Estou lendo a tradução de Fernando Py. 

É mais fácil de ler, com certeza. Mas a escolha de palavras não acrescenta muito mais ao leitor. Foram escolhidas similares mais lugar-comum e menos castiças. Gosto do uso de palavras mais elaboradas e à beira do pedante como é Proust, é preciso reconhecer.

Outro detalhe é que a obra foi originalmente publicada entre 1911 e 1922 e a gente sempre espera que tenha um ranço de coisa antiga, de um tempo de mais classe do que o nosso, com uso de todas as possibilidades de uma língua e não só o punhadinho de palavras que usamos hoje em dia.

Por exemplo, Py traduz "psiquiatra" quando o termo é "alienista", que em francês é quase igual. Assim eram chamados os médicos de doenças mentais naquela época. 

Sinto que estou perdendo alguma coisa que nem Mario Quintana e nem Fernando Py  puderam me proporcionar, mas é o que tenho. 
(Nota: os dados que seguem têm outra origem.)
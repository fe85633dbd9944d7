use std::path::Path;
use std::process::Stdio;

use tokio::process::Command;

/// Runs git in `dir`, failing unless it exits successfully.
pub async fn git(dir: &Path, args: &[&str]) -> anyhow::Result<String> {
    let output = Command::new("git")
        .args(args)
        .current_dir(dir)
        .stdin(Stdio::null())
        .output()
        .await?;
    anyhow::ensure!(
        output.status.success(),
        "git {} failed: {}",
        args.join(" "),
        String::from_utf8_lossy(&output.stderr).trim()
    );

    Ok(String::from_utf8(output.stdout)?)
}

/// Creates a git repository in the given directory with `main` checked out.
///
/// This initializes the repo and sets basic git config needed for commits.
/// The directory should already exist.
pub async fn create_git_repo(dir: &Path) -> anyhow::Result<()> {
    git(dir, &["init", "--quiet"]).await?;
    git(dir, &["symbolic-ref", "HEAD", "refs/heads/main"]).await?;

    // Set git config for commits
    git(dir, &["config", "user.name", "Test User"]).await?;
    git(dir, &["config", "user.email", "test@example.com"]).await?;
    git(dir, &["config", "commit.gpgsign", "false"]).await?;

    Ok(())
}

/// Creates a bare repository to push to and registers it as `origin`.
pub async fn create_bare_origin(dir: &Path, origin: &Path) -> anyhow::Result<()> {
    std::fs::create_dir_all(origin)?;
    git(origin, &["init", "--bare", "--quiet"]).await?;
    let origin = origin.to_str().ok_or_else(|| anyhow::anyhow!("non UTF-8 path"))?;
    setup_git_remote(dir, origin).await
}

/// Sets up a git remote origin for the repository.
pub async fn setup_git_remote(dir: &Path, remote_url: &str) -> anyhow::Result<()> {
    git(dir, &["remote", "add", "origin", remote_url]).await?;
    Ok(())
}

/// Creates a commit with a single file, authored and committed at `timestamp`.
pub async fn create_commit(
    dir: &Path,
    message: &str,
    filename: &str,
    contents: &str,
    timestamp: i64,
) -> anyhow::Result<()> {
    // Write the file
    tokio::fs::write(dir.join(filename), contents).await?;
    git(dir, &["add", filename]).await?;

    let date = format!("@{} +0000", timestamp);
    let status = Command::new("git")
        .args(["commit", "--quiet", "-m", message])
        .env("GIT_AUTHOR_DATE", &date)
        .env("GIT_COMMITTER_DATE", &date)
        .current_dir(dir)
        .stdout(Stdio::null())
        .stderr(Stdio::null())
        .status()
        .await?;
    anyhow::ensure!(status.success(), "git commit failed");

    Ok(())
}

pub enum TestDir {
    Temp(tempfile::TempDir),
    Kept(std::path::PathBuf),
}

impl TestDir {
    pub fn new() -> std::io::Result<Self> {
        let temp_dir = tempfile::tempdir()?;

        if std::env::var("DEBUG_TESTS").is_ok() {
            let path = temp_dir.keep();
            eprintln!("Test directory kept at: {}", path.display());
            Ok(TestDir::Kept(path))
        } else {
            Ok(TestDir::Temp(temp_dir))
        }
    }

    pub fn path(&self) -> &std::path::Path {
        match self {
            TestDir::Temp(t) => t.path(),
            TestDir::Kept(p) => p.as_path(),
        }
    }
}
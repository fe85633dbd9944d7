use anyhow::Context;
use anyhow::Result;
use async_trait::async_trait;
#[cfg(test)]
use mockall::automock;
use serde::Deserialize;
use serde::Serialize;
use tracing::instrument;

use crate::config::Config;
use crate::ops::http::Auth;
use crate::ops::http::CurlClient;
use crate::ops::http::HttpOps;

/// Drafted values for a change, all editable during review.
#[derive(Debug, Clone, PartialEq, Eq, Deserialize)]
pub struct Suggestion {
    pub branch_name: String,
    pub commit_message: String,
    pub pr_title: String,
    pub pr_body: String,
}

/// Something that drafts a [`Suggestion`] from a prompt.
#[cfg_attr(test, automock)]
#[async_trait(?Send)]
pub trait SuggestionSource {
    async fn suggest(&self, prompt: &str) -> Result<Suggestion>;
}

// -----------------------------------------------------------------------------
// OpenAiClient

/// Chat completions client for OpenAI-compatible endpoints.
pub struct OpenAiClient {
    http: Box<dyn HttpOps>,
    base_url: String,
    model: String,
}

#[derive(Debug, Serialize)]
struct ChatRequest<'r> {
    model: &'r str,
    messages: Vec<ChatMessage<'r>>,
}

#[derive(Debug, Serialize)]
struct ChatMessage<'r> {
    role: &'r str,
    content: &'r str,
}

#[derive(Debug, Deserialize)]
struct ChatResponse {
    choices: Vec<Choice>,
}

#[derive(Debug, Deserialize)]
struct Choice {
    message: ReplyMessage,
}

#[derive(Debug, Deserialize)]
struct ReplyMessage {
    content: Option<String>,
}

impl OpenAiClient {
    pub fn new(http: Box<dyn HttpOps>, base_url: &str, model: &str) -> Self {
        Self {
            http,
            base_url: base_url.trim_end_matches('/').to_string(),
            model: model.to_string(),
        }
    }

    pub fn from_config(config: &Config) -> Result<Self> {
        let api_key = config
            .openai_api_key
            .clone()
            .context("OPENAI_API_KEY environment variable is not set.")?;
        let http = CurlClient::new(Auth::Bearer(api_key), "application/json");
        Ok(Self::new(
            Box::new(http),
            &config.openai_base_url,
            &config.openai_model,
        ))
    }
}

#[async_trait(?Send)]
impl SuggestionSource for OpenAiClient {
    #[instrument(skip_all)]
    async fn suggest(&self, prompt: &str) -> Result<Suggestion> {
        let request = ChatRequest {
            model: &self.model,
            messages: vec![ChatMessage {
                role: "user",
                content: prompt,
            }],
        };
        let json_data = serde_json::to_string(&request)?;
        let url = format!("{}/chat/completions", self.base_url);

        let response = self
            .http
            .post(&url, &json_data)
            .await
            .context("OpenAI API error")?;
        let response: ChatResponse =
            serde_json::from_str(&response).context("Unexpected OpenAI API response")?;
        let content = response
            .choices
            .into_iter()
            .next()
            .and_then(|choice| choice.message.content)
            .context("OpenAI API returned no message")?;

        parse_reply(&content)
    }
}

/// Parse a model reply as a [`Suggestion`], ignoring markdown code fences.
pub fn parse_reply(reply: &str) -> Result<Suggestion> {
    let json = reply.replace("```json", "").replace("```", "");
    serde_json::from_str(json.trim())
        .with_context(|| format!("Model reply is not the expected JSON object: {}", reply))
}
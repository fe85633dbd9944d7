use tracing::level_filters::LevelFilter;
use tracing_subscriber::Layer as _;
use tracing_subscriber::fmt::format::FmtSpan;
use tracing_subscriber::layer::SubscriberExt as _;
use tracing_subscriber::util::SubscriberInitExt as _;

/// Install the global subscriber: stderr, `WARN` unless `RUST_LOG` says
/// otherwise.
pub fn setup_logging() -> anyhow::Result<()> {
    let timer = tracing_subscriber::fmt::time::ChronoLocal::new("%H:%M:%S%.3f".into());
    let format = tracing_subscriber::fmt::format().with_timer(timer);
    let filter = tracing_subscriber::EnvFilter::builder()
        .with_default_directive(LevelFilter::WARN.into())
        .from_env()?;
    let subscriber = tracing_subscriber::fmt::layer()
        .event_format(format)
        .with_writer(std::io::stderr)
        .with_span_events(FmtSpan::CLOSE)
        .with_filter(filter);
    tracing_subscriber::registry().with(subscriber).try_init()?;
    Ok(())
}
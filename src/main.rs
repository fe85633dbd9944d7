use std::process::ExitCode;

use anyhow::Result;
use clap::Parser;
use prdraft::App;
use prdraft::Config;
use prdraft::Outcome;
use prdraft::browser::SystemBrowser;
use prdraft::logging::setup_logging;
use prdraft::ops::git::RealGit;
use prdraft::review::TerminalReviewer;
use prdraft::suggest::OpenAiClient;

#[derive(Parser)]
#[command(name = "prdraft")]
#[command(
    about = "Draft a branch name, commit message and pull request from your local changes, review them, then push and open the PR",
    long_about = None
)]
pub struct Cli {}

#[tokio::main]
async fn main() -> ExitCode {
    let _cli = Cli::parse();

    if let Err(e) = setup_logging() {
        eprintln!("Failed to set up logging: {:#}", e);
    }

    match run().await {
        Ok(Outcome::Completed { .. }) => ExitCode::SUCCESS,
        Ok(Outcome::Aborted) => {
            println!("Bye!");
            ExitCode::SUCCESS
        }
        Err(e) => {
            eprintln!("Error: {:#}", e);
            ExitCode::FAILURE
        }
    }
}

async fn run() -> Result<Outcome> {
    let config = Config::from_env();
    config.validate()?;

    let git = RealGit::open(&std::env::current_dir()?).await?;
    let llm = OpenAiClient::from_config(&config)?;
    let reviewer = TerminalReviewer::new(config.editor.clone());

    let app = App::new(
        config,
        Box::new(git),
        Box::new(llm),
        Box::new(reviewer),
        Box::new(SystemBrowser),
    );
    app.run(&mut std::io::stdout()).await
}
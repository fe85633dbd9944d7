use std::cell::Cell;
use std::io::Write;

use anyhow::Context;
use anyhow::Result;
use colored::Colorize;
use crossterm::cursor::MoveToPreviousLine;
use crossterm::event;
use crossterm::event::Event;
use crossterm::event::KeyCode;
use crossterm::event::KeyEvent;
use crossterm::event::KeyEventKind;
use crossterm::event::KeyModifiers;
use crossterm::queue;
use crossterm::terminal::Clear;
use crossterm::terminal::ClearType;
use crossterm::terminal::disable_raw_mode;
use crossterm::terminal::enable_raw_mode;
#[cfg(test)]
use mockall::automock;

use crate::editor::edit_text;

/// The user's answer to a prompt.
#[derive(Debug, Clone, PartialEq, Eq)]
pub enum Decision {
    Accept(String),
    Abort,
}

/// Asks the user to confirm or amend values.
#[cfg_attr(test, automock)]
pub trait Reviewer {
    /// Show `value` under `label`; the user keeps it, edits it or aborts.
    fn review(&self, label: &str, value: &str) -> Result<Decision>;

    /// Ask for free text described by `prompt`.
    fn describe(&self, prompt: &str) -> Result<Decision>;
}

#[derive(Debug, PartialEq, Eq)]
enum KeyAction {
    Edit,
    Abort,
    Accept,
}

fn key_action(key: &KeyEvent) -> KeyAction {
    match key.code {
        KeyCode::Char('c') if key.modifiers.contains(KeyModifiers::CONTROL) => KeyAction::Abort,
        KeyCode::Char(c) if c.eq_ignore_ascii_case(&'x') => KeyAction::Abort,
        KeyCode::Char(c) if c.eq_ignore_ascii_case(&'e') => KeyAction::Edit,
        _ => KeyAction::Accept,
    }
}

/// Resolve a field review once the key is known.
fn review_action(
    action: KeyAction,
    value: &str,
    edit: impl FnOnce(&str) -> Result<Option<String>>,
    stdout: &mut impl Write,
) -> Result<Decision> {
    match action {
        KeyAction::Abort => Ok(Decision::Abort),
        KeyAction::Accept => Ok(Decision::Accept(value.to_string())),
        KeyAction::Edit => match edit(value)? {
            Some(edited) => Ok(Decision::Accept(edited)),
            None => {
                writeln!(stdout, "Editor exited without saving. Keeping default value.")?;
                Ok(Decision::Accept(value.to_string()))
            }
        },
    }
}

/// Resolve a free-text prompt once the key is known.
fn describe_action(
    action: KeyAction,
    edit: impl FnOnce(&str) -> Result<Option<String>>,
    stdout: &mut impl Write,
) -> Result<Decision> {
    if action == KeyAction::Abort {
        return Ok(Decision::Abort);
    }
    match edit("")? {
        Some(text) => Ok(Decision::Accept(text)),
        None => {
            writeln!(stdout, "Editor exited without saving. Exiting.")?;
            Ok(Decision::Abort)
        }
    }
}

// -----------------------------------------------------------------------------
// Terminal

/// Raw mode for as long as the guard lives.
struct RawMode;

impl RawMode {
    fn enable() -> Result<Self> {
        enable_raw_mode().context("Failed to enable raw mode")?;
        Ok(Self)
    }
}

impl Drop for RawMode {
    fn drop(&mut self) {
        let _ = disable_raw_mode();
    }
}

/// Block until a single key is pressed.
fn read_key() -> Result<KeyEvent> {
    let _raw = RawMode::enable()?;
    loop {
        if let Event::Key(key) = event::read().context("Failed to read terminal event")? {
            if key.kind == KeyEventKind::Press {
                return Ok(key);
            }
        }
    }
}

/// Review prompts on the controlling terminal.
///
/// Printed lines are counted so that each prompt can be wiped once answered.
pub struct TerminalReviewer {
    editor: String,
    lines: Cell<usize>,
}

impl TerminalReviewer {
    pub fn new(editor: String) -> Self {
        Self {
            editor,
            lines: Cell::new(0),
        }
    }

    fn print(&self, text: &str) -> Result<()> {
        let mut stdout = std::io::stdout();
        writeln!(stdout, "{}", text)?;
        stdout.flush()?;
        self.lines
            .set(self.lines.get() + text.matches('\n').count() + 1);
        Ok(())
    }

    fn clear(&self) -> Result<()> {
        let mut stdout = std::io::stdout();
        for _ in 0..self.lines.get() {
            queue!(stdout, MoveToPreviousLine(1), Clear(ClearType::CurrentLine))?;
        }
        stdout.flush()?;
        self.lines.set(0);
        Ok(())
    }

    fn ask(&self) -> Result<KeyAction> {
        let key = read_key()?;
        self.clear()?;
        Ok(key_action(&key))
    }
}

impl Reviewer for TerminalReviewer {
    fn review(&self, label: &str, value: &str) -> Result<Decision> {
        self.print(&format!("\n{}:\n{}", label, value.blue()))?;
        self.print("\nPress 'e' to edit, 'x' to exit, or any other key to confirm.")?;

        let action = self.ask()?;
        review_action(
            action,
            value,
            |current| edit_text(&self.editor, current),
            &mut std::io::stdout(),
        )
    }

    fn describe(&self, prompt: &str) -> Result<Decision> {
        self.print(&prompt.blue().to_string())?;
        self.print("Press 'x' to exit, or any other key to continue.")?;

        let action = self.ask()?;
        describe_action(
            action,
            |initial| edit_text(&self.editor, initial),
            &mut std::io::stdout(),
        )
    }
}
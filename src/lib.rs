pub mod ops;

mod app;
pub mod browser;
pub mod config;
pub mod diff;
pub mod editor;
pub mod logging;
pub mod parent;
pub mod prompt;
pub mod provider;
pub mod remote;
pub mod review;
pub mod suggest;
pub mod sync;

// Re-export App and Config from modules
pub use app::App;
pub use app::Outcome;
pub use config::Config;

// Disable colors for all tests to get clean output
#[cfg(test)]
#[ctor::ctor]
fn init_tests() {
    colored::control::set_override(false);
}
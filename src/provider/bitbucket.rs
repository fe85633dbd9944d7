use anyhow::Context;
use anyhow::Result;
use anyhow::bail;
use async_trait::async_trait;
use serde::Deserialize;
use serde::Serialize;
use tracing::info;
use tracing::instrument;
use url::Url;

use super::ProviderKind;
use super::VcsProvider;
use super::origin_remote;
use crate::config::Config;
use crate::ops::git::GitOps;
use crate::ops::http::Auth;
use crate::ops::http::CurlClient;
use crate::ops::http::HttpOps;
use crate::parent::resolve_parent_or;

const BITBUCKET_API_URL: &str = "https://api.bitbucket.org/2.0";

// -----------------------------------------------------------------------------
// Types

/// Pull requests on Bitbucket Cloud.
pub struct BitbucketProvider<'a> {
    git: &'a dyn GitOps,
    http: Box<dyn HttpOps>,
    username: Option<String>,
    app_password: Option<String>,
    default_branch: String,
    api_url: String,
}

#[derive(Debug, Deserialize)]
struct User {
    username: String,
}

#[derive(Debug, Deserialize)]
struct Page<T> {
    values: Vec<T>,
}

#[derive(Debug, Deserialize)]
struct PullRequest {
    id: u64,
    links: Links,
}

#[derive(Debug, Deserialize)]
struct Links {
    html: Option<Href>,
}

#[derive(Debug, Deserialize)]
struct Href {
    href: String,
}

impl PullRequest {
    fn html_url(&self) -> Result<String> {
        self.links
            .html
            .as_ref()
            .map(|html| html.href.clone())
            .context("Pull request URL not available.")
    }
}

#[derive(Debug, Serialize)]
struct BranchRef<'r> {
    branch: BranchName<'r>,
}

#[derive(Debug, Serialize)]
struct BranchName<'r> {
    name: &'r str,
}

#[derive(Debug, Serialize)]
struct CreatePullRequest<'r> {
    title: &'r str,
    description: &'r str,
    source: BranchRef<'r>,
    destination: BranchRef<'r>,
    close_source_branch: bool,
}

impl<'r> CreatePullRequest<'r> {
    fn new(head_branch: &'r str, base_branch: &'r str, title: &'r str, body: &'r str) -> Self {
        Self {
            title,
            description: body,
            source: BranchRef {
                branch: BranchName { name: head_branch },
            },
            destination: BranchRef {
                branch: BranchName { name: base_branch },
            },
            close_source_branch: true,
        }
    }
}

#[derive(Debug, Serialize)]
struct UpdatePullRequest<'r> {
    title: &'r str,
    description: &'r str,
}

// -----------------------------------------------------------------------------
// BitbucketProvider impl

impl<'a> BitbucketProvider<'a> {
    pub fn new(
        git: &'a dyn GitOps,
        http: Box<dyn HttpOps>,
        username: Option<String>,
        app_password: Option<String>,
        default_branch: String,
    ) -> Self {
        Self {
            git,
            http,
            username,
            app_password,
            default_branch,
            api_url: BITBUCKET_API_URL.to_string(),
        }
    }

    pub fn from_config(config: &Config, git: &'a dyn GitOps) -> Self {
        let http = CurlClient::new(
            Auth::Basic {
                username: config.bitbucket_username.clone().unwrap_or_default(),
                password: config.bitbucket_app_password.clone().unwrap_or_default(),
            },
            "application/json",
        );
        Self::new(
            git,
            Box::new(http),
            config.bitbucket_username.clone(),
            config.bitbucket_app_password.clone(),
            config.default_branch.clone(),
        )
    }

    fn pull_requests_url(&self, workspace: &str, repo: &str) -> String {
        format!(
            "{}/repositories/{}/{}/pullrequests",
            self.api_url, workspace, repo
        )
    }

    /// First open pull request from `head` into `base`, if any.
    async fn find_open_pull_request(
        &self,
        workspace: &str,
        repo: &str,
        head: &str,
        base: &str,
    ) -> Result<Option<PullRequest>> {
        let query = format!(
            "source.branch.name=\"{}\" AND destination.branch.name=\"{}\"",
            head, base
        );
        let url = Url::parse_with_params(
            &self.pull_requests_url(workspace, repo),
            &[("state", "OPEN"), ("q", &query)],
        )?;

        let response = self.http.get(url.as_str()).await?;
        let page: Page<PullRequest> = serde_json::from_str(&response)?;
        Ok(page.values.into_iter().next())
    }
}

#[async_trait(?Send)]
impl VcsProvider for BitbucketProvider<'_> {
    fn kind(&self) -> ProviderKind {
        ProviderKind::Bitbucket
    }

    fn validate_environment(&self) -> Result<()> {
        if self.username.is_none() || self.app_password.is_none() {
            bail!(
                "BITBUCKET_USERNAME and BITBUCKET_APP_PASSWORD environment variables are not set."
            );
        }
        Ok(())
    }

    #[instrument(skip_all)]
    async fn get_username(&self) -> Result<String> {
        let response = self
            .http
            .get(&format!("{}/user", self.api_url))
            .await
            .context("Error fetching Bitbucket username")?;
        let user: User = serde_json::from_str(&response)?;
        Ok(user.username)
    }

    #[instrument(skip(self, title, body))]
    async fn create_or_update_pull_request(
        &self,
        head_branch: &str,
        title: &str,
        body: &str,
    ) -> Result<String> {
        let remote = origin_remote(self.git).await?;
        let base_branch = resolve_parent_or(self.git, &self.default_branch).await?;
        let pull_requests_url = self.pull_requests_url(&remote.owner, &remote.repo);

        if let Some(existing) = self
            .find_open_pull_request(&remote.owner, &remote.repo, head_branch, &base_branch)
            .await?
        {
            info!("Pull request already exists: #{}", existing.id);

            let url = format!("{}/{}", pull_requests_url, existing.id);
            let request_body = UpdatePullRequest {
                title,
                description: body,
            };
            let json_data = serde_json::to_string(&request_body)?;
            let response = self.http.put(&url, &json_data).await?;
            let pr: PullRequest = serde_json::from_str(&response)?;
            let html_url = pr.html_url()?;

            info!("Pull request updated: {}", html_url);
            return Ok(html_url);
        }

        let request_body = CreatePullRequest::new(head_branch, &base_branch, title, body);
        let json_data = serde_json::to_string(&request_body)?;
        let response = self
            .http
            .post(&pull_requests_url, &json_data)
            .await
            .context("Failed to create pull request")?;
        let pr: PullRequest = serde_json::from_str(&response)?;
        let html_url = pr.html_url()?;

        info!("Pull request created: {}", html_url);
        Ok(html_url)
    }
}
Mas que estipendiado tem muito mais sonoridade do que venal, isso é inquestionável.

Um aspecto que acho muito perturbador nesta edição capa dura em box da Editora Nova Fronteira e que atrapalha demais a leitura, são os constantes erros de digitação ou impressão. 

Frases sem sentido trocando o "que" por "de". Outra passagem com "seu avó", ficando-se sem saber se ele queria dizer "seu avô" ou "sua avó". 

Em dois trechos simplesmente está faltando uma palavra inteira. Típico erro que uma revisão de texto do word não assinala.

E estou apenas no começo.

Mercadoria com defeito deveria ser substituída por outra em perfeito estado. Devolvo à editora e recebo outro sem erros, pois sou um consumidor lesado. 

Esta é a pobre indústria gráfica editorial brasileira.